My colleague at CA, Stephen Elliot, vp of strategy, has spent a lot of time recently with large enterprise customers on how they approach and define their plans for Cloud Computing. Many are excited about the opportunity that public clouds provide, but remain on the sidelines due to what they see as technology and business risks. In fact, they all pointed out their fear of data "left" in the public cloud, poor visibility into service performance, and the general confusion over what a public cloud really is. One of the most common issues was management, spanning service level agreements, security, performance management, and chargeback. It is clear that customers need to investigate, with their public cloud providers, what visibility they provide into their services. A few key issues include:
- Performance management: Public cloud services require visibility into service performance and credits they are liable for if they don't meet existing SLAs.

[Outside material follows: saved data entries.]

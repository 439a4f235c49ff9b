//! Volumes and volume plans.

use serde::{Deserialize, Serialize};

#[derive(Debug, Clone, Default, PartialEq, Eq, Serialize, Deserialize)]
#[serde(default, rename_all = "PascalCase")]
pub struct Volume {
    #[serde(default, deserialize_with = "crate::null_as_default")]
    pub name: String,
    #[serde(default, deserialize_with = "crate::null_as_default")]
    pub capacity: String,
    #[serde(default, deserialize_with = "crate::null_as_default")]
    pub team_owner: String,
    #[serde(default, deserialize_with = "crate::null_as_default")]
    pub pool: String,
    #[serde(default, deserialize_with = "crate::null_as_default")]
    pub access_modes: String,
    pub plan: VolumePlanName,
}

#[derive(Debug, Clone, Default, PartialEq, Eq, Serialize, Deserialize)]
#[serde(default, rename_all = "PascalCase")]
pub struct VolumePlanName {
    #[serde(default, deserialize_with = "crate::null_as_default")]
    pub name: String,
}

/// Body of `POST volumes/{volume}/bind`.
#[derive(Debug, Clone, Default, PartialEq, Eq, Serialize, Deserialize)]
#[serde(default, rename_all = "PascalCase")]
pub struct VolumeBinding {
    #[serde(skip)]
    pub volume: String,
    #[serde(default, deserialize_with = "crate::null_as_default")]
    pub app: String,
    #[serde(default, deserialize_with = "crate::null_as_default")]
    pub mount_point: String,
    pub no_restart: bool,
}

/// Volume plan as callers see it: a single owning team.
#[derive(Debug, Clone, Default, PartialEq, Eq, Serialize, Deserialize)]
#[serde(default)]
pub struct VolumePlan {
    #[serde(default, deserialize_with = "crate::null_as_default")]
    pub name: String,
    #[serde(default, deserialize_with = "crate::null_as_default")]
    pub team: String,
    #[serde(default, deserialize_with = "crate::null_as_default")]
    pub storage_class: String,
}

#[derive(Debug, Clone, Default, PartialEq, Eq, Serialize, Deserialize)]
pub struct CreateVolumePlanRequest {
    #[serde(default, deserialize_with = "crate::null_as_default")]
    pub name: String,
    #[serde(default, deserialize_with = "crate::null_as_default")]
    pub teams: Vec<String>,
    #[serde(default, deserialize_with = "crate::null_as_default")]
    pub storage_class: String,
}

impl From<&VolumePlan> for CreateVolumePlanRequest {
    fn from(plan: &VolumePlan) -> Self {
        Self {
            name: plan.name.clone(),
            teams: vec![plan.team.clone()],
            storage_class: plan.storage_class.clone(),
        }
    }
}

/// `GET volume-plans/{name}` response.
#[derive(Debug, Clone, Default, PartialEq, Eq, Serialize, Deserialize)]
#[serde(default, rename_all = "PascalCase")]
pub struct VolumePlanResponse {
    #[serde(default, deserialize_with = "crate::null_as_default")]
    pub name: String,
    #[serde(default, deserialize_with = "crate::null_as_default")]
    pub teams: Vec<String>,
    #[serde(default, deserialize_with = "crate::null_as_default")]
    pub storage_class: String,
}

impl From<VolumePlanResponse> for VolumePlan {
    fn from(resp: VolumePlanResponse) -> Self {
        Self {
            name: resp.name,
            team: resp.teams.into_iter().next().unwrap_or_default(),
            storage_class: resp.storage_class,
        }
    }
}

- Security: How access to public cloud infrastructure is managed , how Identity management is monitored, and how multi-tenancy is executed are critical decision factors.
- Chargeback: Identifying the financial model upon which cloud services are offered is critical to understanding the ability for the supporting infrastructure to scale as demands fluctuate without warning.
- Process automation: Automation will play a key role in cloud service providers' ability to scale and maintain an effective cost structure; virtualization and automation must be part of the conversation to determine if the cloud provider is really a low cost option.
Over the next few years, public cloud service providers must consider how they will differentiate their service offerings. The ability to manage services effectively and efficiently offers providers a foundation to build from: scale, cost management, increased customer satisfaction, are all building blocks for differentiation. Without management as an upfront investment, cloud providers' increase the risk of failure and price points that are uncompetitive.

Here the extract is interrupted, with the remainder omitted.